In December 1912, White was invited by the Irish Protestant Home Rule Committee to speak in London on a platform with George Bernard Shaw, Stephen Gwynn M.P. and Arthur Conan Doyle. Addressing the motion against "the stirring up of religious rancour and intolerance in N.E. Ulster", White proposed that Roman Catholicism and Protestantism were two stages in the gradual evolution of the "universal human spirit". Both stages have their dangers, but of the two the danger of Protestantism for its laity is the greater:The man who claims the direction of his own conscience claims to be his own priest, and unless he does all in his own power to prepare the way for others to attain the same liberty, his liberty is but selfish licence, and he is false to the trust of a priest. ... [But the Protestant] mocking the support [of an authoritative Church] upon which [his younger brother still] leans ... puts every obstacle in the way of his aspirations for further freedom. ... [He says] "I dare not help you to freedom lest you enslave me".While "no man who is truly free fears for the results to himself of freedom won by others", White allowed that "he may fear the results of it for them". The Protestant Bishop of Down and Connor proposed that "by destroying the power of priests", Home Rule would "produce in Ireland the same irreligion and secularism that the advent of democratic government has produced in other Roman Catholic countries". The flaw in this, the "best argument" against home rule White had ever heard, was that in the continental Catholic countries the democratic movement had to fight the Church allied to the old order, whereas in Ireland, where the Church "can almost said to be one" with the National and Democratic movement, it is not Catholics but Protestants who "exclaim that the forces of Hell are being let loose".
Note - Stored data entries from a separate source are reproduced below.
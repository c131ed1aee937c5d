mod commands;
mod registry;

use std::path::PathBuf;

use anyhow::Result;
use clap::{Parser, Subcommand, ValueEnum};
use tracing_subscriber::{layer::SubscriberExt, util::SubscriberInitExt};

#[derive(Parser)]
#[command(name = "motorsport-ics")]
#[command(about = "Motorsport weekend calendar generator")]
#[command(version)]
struct Cli {
    #[command(subcommand)]
    command: Commands,

    /// Enable debug logging
    #[arg(short, long, global = true)]
    verbose: bool,
}

#[derive(Clone, Copy, ValueEnum)]
pub enum OutputFormat {
    Ics,
    Json,
}

#[derive(Subcommand)]
enum Commands {
    /// Collect every configured source and write the weekend calendar
    Generate {
        /// Pipeline configuration (JSON)
        #[arg(short, long)]
        config: PathBuf,

        /// Reference date (YYYY-MM-DD), defaults to today in the configured timezone
        #[arg(short, long)]
        date: Option<String>,

        /// Output file path
        #[arg(short, long)]
        output: Option<PathBuf>,

        #[arg(short, long, value_enum, default_value = "ics")]
        format: OutputFormat,
    },

    /// List the configured sources
    Sources {
        #[arg(short, long)]
        config: PathBuf,
    },

    /// Classify a session name
    Classify {
        /// Session name ("F1 - Qualifying")
        name: String,

        /// Category as printed next to the event
        #[arg(long)]
        hint: Option<String>,

        #[arg(short, long)]
        config: Option<PathBuf>,
    },

    /// Print the weekend window around a date
    Window {
        /// Reference date (YYYY-MM-DD), defaults to today
        #[arg(short, long)]
        date: Option<String>,

        #[arg(short, long)]
        config: Option<PathBuf>,
    },

    /// Resolve free-text date and time fragments
    Resolve {
        /// Date fragment ("02/08/2025", "2 de agosto")
        date: String,

        /// Time fragment ("às 14h30")
        time: Option<String>,

        #[arg(short, long)]
        config: Option<PathBuf>,
    },

    /// Venue normalization
    Location {
        #[command(subcommand)]
        action: LocationCommands,
    },
}

#[derive(Subcommand)]
enum LocationCommands {
    /// List known venues
    List,

    /// Normalize a venue name
    Resolve {
        location: String,
    },

    /// Export the venue table to a JSON file
    Export {
        file: PathBuf,
    },
}

#[tokio::main]
async fn main() -> Result<()> {
    let cli = Cli::parse();

    let log_level = if cli.verbose { "debug" } else { "info" };

    tracing_subscriber::registry()
        .with(
            tracing_subscriber::EnvFilter::try_from_default_env().unwrap_or_else(|_| {
                format!("motorsport_ics={0},motorsport_ics_core={0}", log_level).into()
            }),
        )
        .with(tracing_subscriber::fmt::layer())
        .init();

    match cli.command {
        Commands::Generate {
            config,
            date,
            output,
            format,
        } => {
            commands::generate_command(commands::GenerateParams {
                config,
                date,
                output,
                format,
            })
            .await
        }

        Commands::Sources { config } => commands::sources_command(config),

        Commands::Classify { name, hint, config } => commands::classify_command(name, hint, config),

        Commands::Window { date, config } => commands::window_command(date, config),

        Commands::Resolve { date, time, config } => commands::resolve_command(date, time, config),

        Commands::Location { action } => match action {
            LocationCommands::List => commands::location_list_command(),
            LocationCommands::Resolve { location } => commands::location_resolve_command(location),
            LocationCommands::Export { file } => commands::location_export_command(file),
        },
    }
}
White concluded by asserting, both as a Protestant and as a Home Ruler, that there can be no power, whether human or superhuman, "permanently independent of the consent of those upon whom authority is imposed", and by professing to "hear the spirit of Catholic Ireland crying out to the spirit of liberalism 'Give us some of the freedom you have won and we will give you some of the reverence and beauty you have lost'". His mainly Catholic audience cheered.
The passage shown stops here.